§ **Materials provided**:
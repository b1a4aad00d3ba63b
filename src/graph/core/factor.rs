//! Factor capability — the pure numeric functions a graph is built from.
//!
//! Purpose
//! -------
//! Define the trait seam between the engine and model-authoring code. A
//! factor is an opaque numeric function from positional tensor inputs to a
//! fixed number of tensor outputs; the engine schedules and broadcasts around
//! it without knowing anything else.
//!
//! Key behaviors
//! -------------
//! - [`Factor::output_arity`] is declared up front: a plain log factor has
//!   arity 1, a deterministic factor has arity equal to its declared output
//!   count. Nodes verify the produced count against it on every call, so a
//!   mismatch surfaces as a structured error instead of a silent mis-zip.
//! - [`FactorFn`] and [`DeterministicFn`] adapt plain closures, so simple
//!   models need no hand-rolled trait impls.
//!
//! Invariants & assumptions
//! ------------------------
//! - Factors are **pure**: no side effects, no interior state beyond the
//!   computation itself. The engine may evaluate them in any order consistent
//!   with the schedule.
//! - Inputs arrive in the node's binding order (positional variables first,
//!   then keyword bindings in insertion order).
//! - Factors are `Send + Sync` so constructed graphs can be shared across
//!   threads.
//!
//! Downstream usage
//! ----------------
//! - Model authors implement [`Factor`] directly or wrap closures with the
//!   adapters here; the stock library in [`crate::factors`] supplies common
//!   densities and transforms.
use crate::graph::core::value::Tensor;
use crate::graph::errors::GraphResult;
use ndarray::ArrayViewD;

/// A pure numeric function over named variables.
///
/// Concrete variants are supplied by model authors and dispatched
/// dynamically behind `Arc<dyn Factor>`; [`crate::graph::nodes::FactorNode`]
/// binds one to concrete variables.
pub trait Factor: Send + Sync {
    /// Factor name used in graph names, rendering, and error messages.
    fn name(&self) -> &str;

    /// Number of outputs `evaluate` must produce. `1` for a plain log
    /// factor; the declared deterministic-output count otherwise.
    fn output_arity(&self) -> usize;

    /// Evaluate the factor on inputs given in binding order.
    ///
    /// # Returns
    /// - Exactly `output_arity()` tensors, in declaration order.
    ///
    /// # Errors
    /// - Any failure inside the computation, reported as a [`GraphResult`]
    ///   error and propagated unchanged to the caller.
    fn evaluate(&self, inputs: &[ArrayViewD<'_, f64>]) -> GraphResult<Vec<Tensor>>;
}

/// Closure adapter for single-output log factors.
///
/// Wraps `Fn(&[ArrayViewD<f64>]) -> GraphResult<Tensor>` as a [`Factor`]
/// with `output_arity() == 1`.
pub struct FactorFn<F>
where
    F: Fn(&[ArrayViewD<'_, f64>]) -> GraphResult<Tensor> + Send + Sync,
{
    name: String,
    f: F,
}

impl<F> FactorFn<F>
where
    F: Fn(&[ArrayViewD<'_, f64>]) -> GraphResult<Tensor> + Send + Sync,
{
    /// Wrap a closure as a named single-output factor.
    pub fn new(name: impl Into<String>, f: F) -> FactorFn<F> {
        FactorFn { name: name.into(), f }
    }
}

impl<F> Factor for FactorFn<F>
where
    F: Fn(&[ArrayViewD<'_, f64>]) -> GraphResult<Tensor> + Send + Sync,
{
    fn name(&self) -> &str {
        &self.name
    }

    fn output_arity(&self) -> usize {
        1
    }

    fn evaluate(&self, inputs: &[ArrayViewD<'_, f64>]) -> GraphResult<Vec<Tensor>> {
        Ok(vec![(self.f)(inputs)?])
    }
}

/// Closure adapter for fixed-arity deterministic factors.
///
/// Wraps `Fn(&[ArrayViewD<f64>]) -> GraphResult<Vec<Tensor>>` as a
/// [`Factor`] whose `output_arity()` is declared at construction; the
/// wrapping node checks the produced count against it on every call.
pub struct DeterministicFn<F>
where
    F: Fn(&[ArrayViewD<'_, f64>]) -> GraphResult<Vec<Tensor>> + Send + Sync,
{
    name: String,
    arity: usize,
    f: F,
}

impl<F> DeterministicFn<F>
where
    F: Fn(&[ArrayViewD<'_, f64>]) -> GraphResult<Vec<Tensor>> + Send + Sync,
{
    /// Wrap a closure as a named factor producing `arity` outputs.
    pub fn new(name: impl Into<String>, arity: usize, f: F) -> DeterministicFn<F> {
        DeterministicFn { name: name.into(), arity, f }
    }
}

impl<F> Factor for DeterministicFn<F>
where
    F: Fn(&[ArrayViewD<'_, f64>]) -> GraphResult<Vec<Tensor>> + Send + Sync,
{
    fn name(&self) -> &str {
        &self.name
    }

    fn output_arity(&self) -> usize {
        self.arity
    }

    fn evaluate(&self, inputs: &[ArrayViewD<'_, f64>]) -> GraphResult<Vec<Tensor>> {
        (self.f)(inputs)
    }
}
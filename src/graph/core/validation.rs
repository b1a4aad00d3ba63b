//! Construction-time validation helpers for factor graphs.
//!
//! Small focused routines used while assembling a graph from nodes:
//! duplicate deterministic-declaration detection, ordered plate unions, and
//! the shared positional prefix that becomes the graph call signature.
//! Each helper is a pure query over node metadata; the graph constructor
//! decides what to do with the answers.
use crate::graph::core::plate::Plate;
use crate::graph::core::variable::Variable;
use std::collections::{BTreeMap, BTreeSet};

/// Collect deterministic variable names declared more than once.
///
/// # Arguments
/// - `declared`: every deterministic output variable across all nodes, in
///   any order, one entry per declaration.
///
/// # Returns
/// - Sorted, deduplicated names that appear in more than one declaration;
///   empty when the uniqueness invariant holds.
pub fn duplicate_names<'a>(declared: impl Iterator<Item = &'a Variable>) -> Vec<String> {
    let mut counts: BTreeMap<&str, usize> = BTreeMap::new();
    for variable in declared {
        *counts.entry(variable.name()).or_insert(0) += 1;
    }
    counts
        .into_iter()
        .filter(|&(_, count)| count > 1)
        .map(|(name, _)| name.to_string())
        .collect()
}

/// Union plates across nodes, preserving first-occurrence order.
///
/// Order matters: the result defines the graph-wide plate order every log
/// contribution is aligned to during evaluation.
pub fn ordered_plate_union<'a>(node_plates: impl Iterator<Item = &'a [Plate]>) -> Vec<Plate> {
    let mut union: Vec<Plate> = Vec::new();
    for plates in node_plates {
        for plate in plates {
            if !union.contains(plate) {
                union.push(plate.clone());
            }
        }
    }
    union
}

/// The longest positional prefix shared by every node.
///
/// Positions are included while every node binds the identical variable at
/// that index; the prefix stops at the first disagreement, at the shortest
/// node's length, or at a variable produced deterministically inside the
/// graph (an internal product is never a caller-supplied argument).
/// Contiguity keeps positional forwarding coherent: the graph can hand its
/// positional values to every member node unchanged.
///
/// # Arguments
/// - `positional_lists`: each node's ordered positional variables.
/// - `deterministic`: names produced inside the graph.
pub fn shared_positional_prefix(
    positional_lists: &[&[Variable]],
    deterministic: &BTreeSet<String>,
) -> Vec<Variable> {
    let Some(first) = positional_lists.first() else {
        return Vec::new();
    };
    let min_len = positional_lists.iter().map(|list| list.len()).min().unwrap_or(0);

    let mut prefix = Vec::new();
    for position in 0..min_len {
        let candidate = &first[position];
        if deterministic.contains(candidate.name()) {
            break;
        }
        if positional_lists.iter().any(|list| list[position] != *candidate) {
            break;
        }
        prefix.push(candidate.clone());
    }
    prefix
}
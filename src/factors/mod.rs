//! factors — stock factor library: Gaussian densities and transforms.
//!
//! Purpose
//! -------
//! Supply ready-made [`Factor`](crate::graph::Factor) implementations for
//! the common pieces of a model, so everyday graphs need no hand-rolled
//! trait impls: Gaussian priors and data-carrying likelihoods in
//! [`gaussian`], deterministic transforms in [`transforms`], and the
//! parameter-validation errors in [`errors`].
//!
//! Key behaviors
//! ------------
//! - All stock factors are elementwise: log outputs and transform outputs
//!   keep the (co-broadcast) shape of their inputs, so plated variables and
//!   leading batch dimensions flow through unchanged.
//! - Distribution parameters and carried data are validated at
//!   construction via [`FactorError`]; a stock factor that constructs
//!   evaluates without parameter failures.
//!
//! Conventions
//! -----------
//! - Every stock factor takes its name at construction; the name feeds
//!   graph names, display, and error messages.
//! - Transforms are single-output and meant to be bound through
//!   `DeterministicFactorNode`; the densities are plain log factors.
//!
//! Testing notes
//! -------------
//! - Unit tests in [`gaussian`] check log densities against closed forms
//!   and validate the constructor error paths; [`transforms`] covers
//!   elementwise semantics and co-broadcast summation.

pub mod errors;
pub mod gaussian;
pub mod transforms;

// ---- Re-exports (primary public surface) ----------------------------------

pub use self::errors::{FactorError, FactorResult};
pub use self::gaussian::{GaussianLikelihood, GaussianPrior};
pub use self::transforms::{Affine, Exp, Sum};

// ---- Optional convenience prelude for downstream crates -------------------
//
// Usage:
//
//     use rust_factorgraphs::factors::prelude::*;

pub mod prelude {
    pub use super::errors::{FactorError, FactorResult};
    pub use super::gaussian::{GaussianLikelihood, GaussianPrior};
    pub use super::transforms::{Affine, Exp, Sum};
}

§ **Assignment**: Reproduce the entries exactly, starting at their first line and stopping after the line with "- Inputs arrive".

§ **Result below**:
repository b1a4aad00d3ba63b
filename src/graph/core/factor.rs
//! Factor capability — the pure numeric functions a graph is built from.
//!
//! Purpose
//! -------
//! Define the trait seam between the engine and model-authoring code. A
//! factor is an opaque numeric function from positional tensor inputs to a
//! fixed number of tensor outputs; the engine schedules and broadcasts around
//! it without knowing anything else.
//!
//! Key behaviors
//! -------------
//! - [`Factor::output_arity`] is declared up front: a plain log factor has
//!   arity 1, a deterministic factor has arity equal to its declared output
//!   count. Nodes verify the produced count against it on every call, so a
//!   mismatch surfaces as a structured error instead of a silent mis-zip.
//! - [`FactorFn`] and [`DeterministicFn`] adapt plain closures, so simple
//!   models need no hand-rolled trait impls.
//!
//! Invariants & assumptions
//! ------------------------
//! - Factors are **pure**: no side effects, no interior state beyond the
//!   computation itself. The engine may evaluate them in any order consistent
//!   with the schedule.
//! - Inputs arrive in the node's binding order (positional variables first,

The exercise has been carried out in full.